A Very Different Advent

04 December 2020

By the Revd Canon James Mustard

It’s sometimes argued that, at this time of year, churches spend too much time on colluding with the consumerism and razzle-dazzle of commercial Christmas. That instead we should focus on the time of watching, waiting and preparation that is more properly associated with the season of Advent.

This year feels very different. Not only does it feel as if, due to the Pandemic, we have never really left the penances of Lent, but we now face a decidedly downbeat December.  We’re doing the best that we can, of course, but this month, is not going to be the usual round of parties and gatherings we are used to – and which some of us badly need!  Instead, this is an Advent season marked by restraint, by modest movements and – thanks be to God (and the art, dedication collaboration and skill of scientists) – the future hope of vaccinations and a gradual return to more normal and social ways of living.

As a Cathedral, then, we are having solely to offer hope. We can’t offer much else this year. But, happily, that is exactly what this season is for: preparation, expectation and hope. This season, however dispiriting it may be – the cold and darkness are certainly bearing down upon us – leads us towards light, the Light of the World, breaking into creation as one of us: God’s Word made – in all its strange messiness – flesh.

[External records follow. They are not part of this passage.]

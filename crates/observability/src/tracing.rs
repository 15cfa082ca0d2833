//! Tracing/logging initialization.

use serde::Deserialize;
use tracing_subscriber::EnvFilter;

#[derive(Debug, Clone, Copy, PartialEq, Eq, Default, Deserialize)]
#[serde(rename_all = "lowercase")]
pub enum LogFormat {
    #[default]
    Json,
    Pretty,
}

#[derive(Debug, Clone, Deserialize)]
pub struct LogConfig {
    pub format: LogFormat,
    /// Filter used when `RUST_LOG` is not set.
    pub default_filter: String,
}

impl Default for LogConfig {
    fn default() -> Self {
        Self {
            format: LogFormat::Json,
            default_filter: "info".to_string(),
        }
    }
}

/// Initialize tracing/logging for the process.
///
/// Safe to call multiple times (subsequent calls are no-ops).
pub fn init(config: &LogConfig) {
    let filter = EnvFilter::try_from_default_env()
        .unwrap_or_else(|_| EnvFilter::new(&config.default_filter));

    let builder = tracing_subscriber::fmt()
        .with_env_filter(filter)
        .with_timer(tracing_subscriber::fmt::time::SystemTime)
        .with_target(false);

    let _ = match config.format {
        LogFormat::Json => builder.json().try_init(),
        LogFormat::Pretty => builder.pretty().try_init(),
    };
}

pub fn init_for_tests() {
    let filter = EnvFilter::try_from_default_env().unwrap_or_else(|_| EnvFilter::new("debug"));

    let _ = tracing_subscriber::fmt()
        .with_env_filter(filter)
        .with_test_writer()
        .try_init();
}

#[cfg(test)]
mod tests {
    use super::*;

    #[test]
    fn log_config_reads_from_json() {
        let config: LogConfig =
            serde_json::from_str(r#"{"format": "pretty", "default_filter": "rolegate=debug"}"#).unwrap();
        assert_eq!(config.format, LogFormat::Pretty);
        assert_eq!(config.default_filter, "rolegate=debug");
    }

    #[test]
    fn repeated_init_is_harmless() {
        init(&LogConfig::default());
        init(&LogConfig {
            format: LogFormat::Pretty,
            default_filter: "warn".into(),
        });
        init_for_tests();
    }
}
//! Forced logout at the credential's expiry instant.
//!
//! At most one timer is live at any time: arming always cancels the previous
//! timer under the same lock that installs the new one.

use std::sync::atomic::{AtomicU64, Ordering};
use std::sync::{Arc, Mutex, MutexGuard};
use std::time::Duration;

use chrono::{DateTime, Utc};
use tokio::task::AbortHandle;

use rolegate_auth::decode_expiry;

#[derive(Debug)]
struct Armed {
    generation: u64,
    expires_at: DateTime<Utc>,
    handle: AbortHandle,
}

#[derive(Debug, Clone, Copy, PartialEq, Eq)]
pub enum ArmOutcome {
    /// A timer fires after `remaining`.
    Armed {
        expires_at: DateTime<Utc>,
        remaining: Duration,
    },
    /// The token is unparsable or already expired; no timer was armed and the
    /// caller must tear down immediately.
    Expired,
}

#[derive(Debug, Default)]
pub struct ExpiryWatchdog {
    slot: Arc<Mutex<Option<Armed>>>,
    generation: AtomicU64,
}

fn lock(slot: &Mutex<Option<Armed>>) -> MutexGuard<'_, Option<Armed>> {
    slot.lock().unwrap_or_else(|poisoned| poisoned.into_inner())
}

impl ExpiryWatchdog {
    pub fn new() -> Self {
        Self::default()
    }

    /// Cancel any live timer and arm one for `token`'s expiry.
    ///
    /// `on_expire` runs on the tokio runtime once the expiry instant is
    /// reached, unless the timer is disarmed or re-armed first. Must be called
    /// from within a tokio runtime.
    pub fn arm<F>(&self, token: &str, on_expire: F) -> ArmOutcome
    where
        F: FnOnce() + Send + 'static,
    {
        let mut slot = lock(&self.slot);
        if let Some(previous) = slot.take() {
            previous.handle.abort();
            tracing::debug!(expires_at = %previous.expires_at, "cancelled previous expiry timer");
        }

        let expires_at = match decode_expiry(token) {
            Ok(expires_at) => expires_at,
            Err(e) => {
                tracing::warn!(error = %e, "token expiry unreadable; treating as expired");
                return ArmOutcome::Expired;
            }
        };

        let remaining = match (expires_at - Utc::now()).to_std() {
            Ok(remaining) if !remaining.is_zero() => remaining,
            _ => {
                tracing::info!(%expires_at, "token already expired");
                return ArmOutcome::Expired;
            }
        };

        let generation = self.generation.fetch_add(1, Ordering::SeqCst) + 1;
        let timer_slot = Arc::clone(&self.slot);
        let handle = tokio::spawn(async move {
            tokio::time::sleep(remaining).await;
            {
                let mut slot = lock(&timer_slot);
                match slot.as_ref() {
                    Some(armed) if armed.generation == generation => *slot = None,
                    _ => return,
                }
            }
            tracing::info!(%expires_at, "token expired; forcing logout");
            on_expire();
        })
        .abort_handle();

        *slot = Some(Armed {
            generation,
            expires_at,
            handle,
        });
        let remaining_ms = u64::try_from(remaining.as_millis()).unwrap_or(u64::MAX);
        tracing::debug!(%expires_at, remaining_ms, "armed expiry timer");

        ArmOutcome::Armed {
            expires_at,
            remaining,
        }
    }

    /// Cancel the live timer, if any. Returns whether one was cancelled.
    pub fn disarm(&self) -> bool {
        match lock(&self.slot).take() {
            Some(armed) => {
                armed.handle.abort();
                true
            }
            None => false,
        }
    }

    pub fn is_armed(&self) -> bool {
        lock(&self.slot).is_some()
    }

    pub fn expires_at(&self) -> Option<DateTime<Utc>> {
        lock(&self.slot).as_ref().map(|armed| armed.expires_at)
    }
}

impl Drop for ExpiryWatchdog {
    fn drop(&mut self) {
        self.disarm();
    }
}
//! Permission evaluation against the *active* role.
//!
//! - No IO
//! - No panics
//! - Only the active role is ever consulted; other assigned roles answer
//!   "what could I become", not "what am I acting as".

use serde::Serialize;
use thiserror::Error;

use crate::Role;

#[derive(Debug, Error, Clone, PartialEq, Eq)]
pub enum AuthzError {
    #[error("no active role")]
    NoActiveRole,

    #[error("forbidden: missing permission '{0}'")]
    Forbidden(String),
}

/// Evaluate `code` for the active role.
///
/// 1. No active role: deny.
/// 2. Active role named `super_admin_role`: allow without looking at permissions.
/// 3. Otherwise allow iff the role holds an active entry with `code`.
pub fn has_permission(active: Option<&Role>, code: &str, super_admin_role: &str) -> bool {
    match active {
        None => false,
        Some(role) if role.is_named(super_admin_role) => true,
        Some(role) => role.grants(code),
    }
}

/// `Result` form of [`has_permission`], for call sites that propagate with `?`.
pub fn authorize(active: Option<&Role>, code: &str, super_admin_role: &str) -> Result<(), AuthzError> {
    match active {
        None => Err(AuthzError::NoActiveRole),
        Some(_) if has_permission(active, code, super_admin_role) => Ok(()),
        Some(_) => Err(AuthzError::Forbidden(code.to_string())),
    }
}

pub fn has_role(active: Option<&Role>, name: &str) -> bool {
    active.is_some_and(|role| role.is_named(name))
}

pub fn has_any_role<S: AsRef<str>>(active: Option<&Role>, names: &[S]) -> bool {
    active.is_some_and(|role| names.iter().any(|n| role.is_named(n.as_ref())))
}

// ─────────────────────────────────────────────────────────────────────────────
// Authorization Explanation (Audit Trail)
// ─────────────────────────────────────────────────────────────────────────────

/// Why a permission check came out the way it did.
#[derive(Debug, Clone, Copy, PartialEq, Eq, Serialize)]
#[serde(rename_all = "snake_case")]
pub enum DecisionKind {
    NoActiveRole,
    SuperAdminBypass,
    Granted,
    /// The role carries the code, but the entry is inactive.
    InactiveGrant,
    MissingPermission,
}

/// Detailed, serializable record of a permission decision.
#[derive(Debug, Clone, Serialize)]
pub struct AuthorizationExplanation {
    pub required_permission: String,
    pub granted: bool,
    pub kind: DecisionKind,
    pub active_role: Option<String>,
    pub effective_permissions: Vec<String>,
    pub reason: String,
}

/// Explain the decision [`has_permission`] would make.
pub fn explain(active: Option<&Role>, code: &str, super_admin_role: &str) -> AuthorizationExplanation {
    let Some(role) = active else {
        return AuthorizationExplanation {
            required_permission: code.to_string(),
            granted: false,
            kind: DecisionKind::NoActiveRole,
            active_role: None,
            effective_permissions: Vec::new(),
            reason: "No active role is selected".to_string(),
        };
    };

    let mut effective: Vec<String> = role.active_codes().map(str::to_string).collect();
    effective.sort();
    effective.dedup();

    let (kind, reason) = if role.is_named(super_admin_role) {
        (
            DecisionKind::SuperAdminBypass,
            format!("Active role '{}' bypasses all permission checks", role.name),
        )
    } else if role.grants(code) {
        (
            DecisionKind::Granted,
            format!("Active role '{}' grants '{}'", role.name, code),
        )
    } else if role.permissions.iter().any(|p| p.code.as_str() == code) {
        (
            DecisionKind::InactiveGrant,
            format!("Active role '{}' carries '{}' but the permission is inactive", role.name, code),
        )
    } else {
        (
            DecisionKind::MissingPermission,
            format!("Active role '{}' does not carry '{}'", role.name, code),
        )
    };

    AuthorizationExplanation {
        required_permission: code.to_string(),
        granted: matches!(kind, DecisionKind::SuperAdminBypass | DecisionKind::Granted),
        kind,
        active_role: Some(role.name.to_string()),
        effective_permissions: effective,
        reason,
    }
}
use axum::{extract::State, http::StatusCode, response::Response, Json};
use chrono::Utc;

use rolegate_auth::TokenClaims;

use crate::app::dto::{Envelope, LoginRequestDto, TokenDto};
use crate::app::errors::{json_error, token_error_to_response};
use crate::app::AppState;

pub async fn login(
    State(state): State<AppState>,
    Json(body): Json<LoginRequestDto>,
) -> Result<Json<Envelope<TokenDto>>, Response> {
    let Some(identity_id) = state.directory.authenticate(body.email.trim(), &body.password) else {
        tracing::info!("login rejected");
        return Err(json_error(
            StatusCode::UNAUTHORIZED,
            "invalid_credentials",
            "email or password is incorrect",
        ));
    };

    let now = Utc::now();
    let claims = TokenClaims {
        sub: identity_id.to_string(),
        exp: (now + state.token_ttl).timestamp(),
        iat: Some(now.timestamp()),
    };
    let token = state.jwt.issue(&claims).map_err(token_error_to_response)?;

    tracing::info!(identity = %identity_id, "token issued");
    Ok(Json(Envelope::ok(TokenDto { token })))
}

Advent has been at the heart of this Cathedral’s identity since it was established in this location, in 1050. Our first Bishop, Leofric, brought with him is library, and in it the Exeter Book, a collection of poems written in Old English. The first section of the book consists of meditations upon Advent, upon what it means for God to come into the world as one of us. Much of the imagery concerns buildings – the Saxon hall was the centre of community, of worship, of story-telling. The Hall became an allegory for individuals, society, the church. In a Cathedral, the Quire was intended to be a place of near perpetual worship and song, an image of heaven in this city – an extravagant, elaborate version of that Saxon hall, our place of community, storytelling and worship.

Over recent months, thankfully, public worship has resumed. But we are still not in the Quire of the building, its spiritual “heart”. It stands mostly darkened and as a socially-distant vestry for the choir. Its golden gates firmly shut. So, this passage of the Exeter Book’s Advent poem VIII “O true and peaceful, King of all kings…” has a particular resonance for me and is helping to keep me going, as we wait for the joyful return to the Quire. I’m sure all of us have a similar hope for “normality”, too.

 

þu þisne middangeard    milde geblissa  
þurh ðinne hercyme,    hælende Crist,  
ond þa gyldnan geatu,    þe in geardagum  
ful longe ær    bilocen stodan,  
heofona heahfrea,    hat ontynan,  
ond usic þonne gesece    þurh þin sylfes gong  
eaðmod to eorþan.    Us is þinra arna þearf! 

“Mildly bless this middle world

With your advent, Saviour Christ,

And those golden gates, which in former days

A long while stood locked,

Command to be opened, O High Lord of Heaven,

And then seek us by your visit,

Humble on earth. We need your grace.”